A una solución de dextrano (10 g, 62 mmol de
unidades de glucosa) y DMAP (2,0 g, 10,6 mmol), se añadió una
cantidad variable de HEMA-lactato-CI
(1,61, 3,23 ó 4,84 g, respectivamente, 80% puro). Se agitó esta
mezcla durante 4 días a temperatura ambiente, tras de lo cual se
finalizó la reacción por adición de aproximadamente 2 ml de HCl
concentrado. Se dializaron las soluciones frente a agua durante 2
días. Después de la liofilización, se obtuvieron productos blancos
plumosos (rendimiento de alrededor del 85%).
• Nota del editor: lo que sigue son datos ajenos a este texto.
//! Parsing generated text into questions and topics.
//!
//! Generators are asked for a bare JSON array but routinely wrap it in prose
//! or markdown fences, so parsing starts by cutting the text down to the
//! span between the first `[` and the last `]`.

use std::collections::HashSet;
use std::path::Path;

use anyhow::{Context, Result};
use serde::de::DeserializeOwned;

use crate::error::ParseError;
use crate::model::{Question, TopicDraft};

/// Locate the outermost JSON array in `text`.
pub fn extract_json_array(text: &str) -> Result<&str, ParseError> {
    let start = text.find('[').ok_or(ParseError::MissingArray)?;
    let end = text.rfind(']').ok_or(ParseError::MissingArray)?;
    if end < start {
        return Err(ParseError::MissingArray);
    }
    Ok(&text[start..=end])
}

fn parse_array<T: DeserializeOwned>(text: &str) -> Result<Vec<T>, ParseError> {
    let json = extract_json_array(text)?;
    Ok(serde_json::from_str(json)?)
}

/// Parse a generator response into questions.
pub fn parse_questions(text: &str) -> Result<Vec<Question>, ParseError> {
    parse_array(text)
}

/// Parse a generator response into topic drafts.
pub fn parse_topics(text: &str) -> Result<Vec<TopicDraft>, ParseError> {
    parse_array(text)
}

/// Load a question set from a JSON file.
pub fn load_question_file(path: &Path) -> Result<Vec<Question>> {
    let content = std::fs::read_to_string(path)
        .with_context(|| format!("failed to read question file: {}", path.display()))?;
    parse_questions(&content)
        .with_context(|| format!("failed to parse question file: {}", path.display()))
}

/// A warning from question set validation.
#[derive(Debug, Clone)]
pub struct ValidationWarning {
    /// Zero-based question index (if applicable).
    pub question: Option<usize>,
    /// Warning message.
    pub message: String,
}

/// Validate a question set for issues that would break or weaken a test.
pub fn validate_question_set(questions: &[Question]) -> Vec<ValidationWarning> {
    let mut warnings = Vec::new();

    if questions.is_empty() {
        warnings.push(ValidationWarning {
            question: None,
            message: "question set is empty".into(),
        });
        return warnings;
    }

    for (idx, q) in questions.iter().enumerate() {
        if let Err(reason) = q.check() {
            warnings.push(ValidationWarning {
                question: Some(idx),
                message: reason,
            });
        }
    }

    // Duplicate prompts
    let mut seen = HashSet::new();
    for (idx, q) in questions.iter().enumerate() {
        let key = q.text.trim().to_lowercase();
        if !key.is_empty() && !seen.insert(key) {
            warnings.push(ValidationWarning {
                question: Some(idx),
                message: format!("duplicate question: {}", q.text.trim()),
            });
        }
    }

    // Repeated options make the question ambiguous
    for (idx, q) in questions.iter().enumerate() {
        let distinct: HashSet<_> = q.options.iter().map(|o| o.trim().to_lowercase()).collect();
        if distinct.len() < q.options.len() {
            warnings.push(ValidationWarning {
                question: Some(idx),
                message: "options are not distinct".into(),
            });
        }
    }

    warnings
}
El grado de
substitución (determinado por espectroscopía de RMN) ascendía a 3,
6 y 10 para los tres productos, respectivamente.
Usando procedimientos similares, se puede variar
la longitud del espaciador de lactato cambiando la razón molar de
HEMA y lactida en la primera reacción.
Se sintetizó
dex-glicolida-HEMA según el mismo
procedimiento que el descrito en el Ejemplo 3 substituyendo la
lactida por glicolida.
Ejemplo de referencia
1
Se sintetizó Dex-GMA según
describen Van Dijk-Wolthuis y col., Macromolecules,
28 (1995), 6317-6322. Una reinvestigación del
derivado de dextrano obtenido reveló que el grupo éster metacrílico
está directamente acoplado a uno de los grupos hidroxílicos del
dextrano, lo que significa que el espaciador glicerilo no está
presente.
Se obtuvieron hidrogeles por polimerización de
radicales libres de soluciones acuosas de dextrano metacrilado
(preparado según los Ejemplos 1-4 y el Ejemplo de
referencia 1). Se disolvió dextrano metacrilado (100 mg) en 760
\mul de tampón PBS (fosfato 10 mM, 0,9% NaCl, 0,02% NaN_{3}, pH
7,2). Se añadieron a esta solución 90 \mul de peroxidisulfato de
potasio (``KPS'', 50 mg/ml) en el mismo tampón por gramo de
solución y se mezcló bien. A continuación, se añadió
N,N,N',N'-tetrametiletilendiamina (``TEMED'', 50
\mul, 20% (v/v) en agua, pH ajustado a 7) y se transfirió
rápidamente la solución resultante a un tubo Eppendorf y se
polimerizó durante 1 hora a temperatura ambiente, obteniéndose un
material hidrogel con un contenido inicial de agua de
aproximadamente el 90% (p/p) después de la polimerización.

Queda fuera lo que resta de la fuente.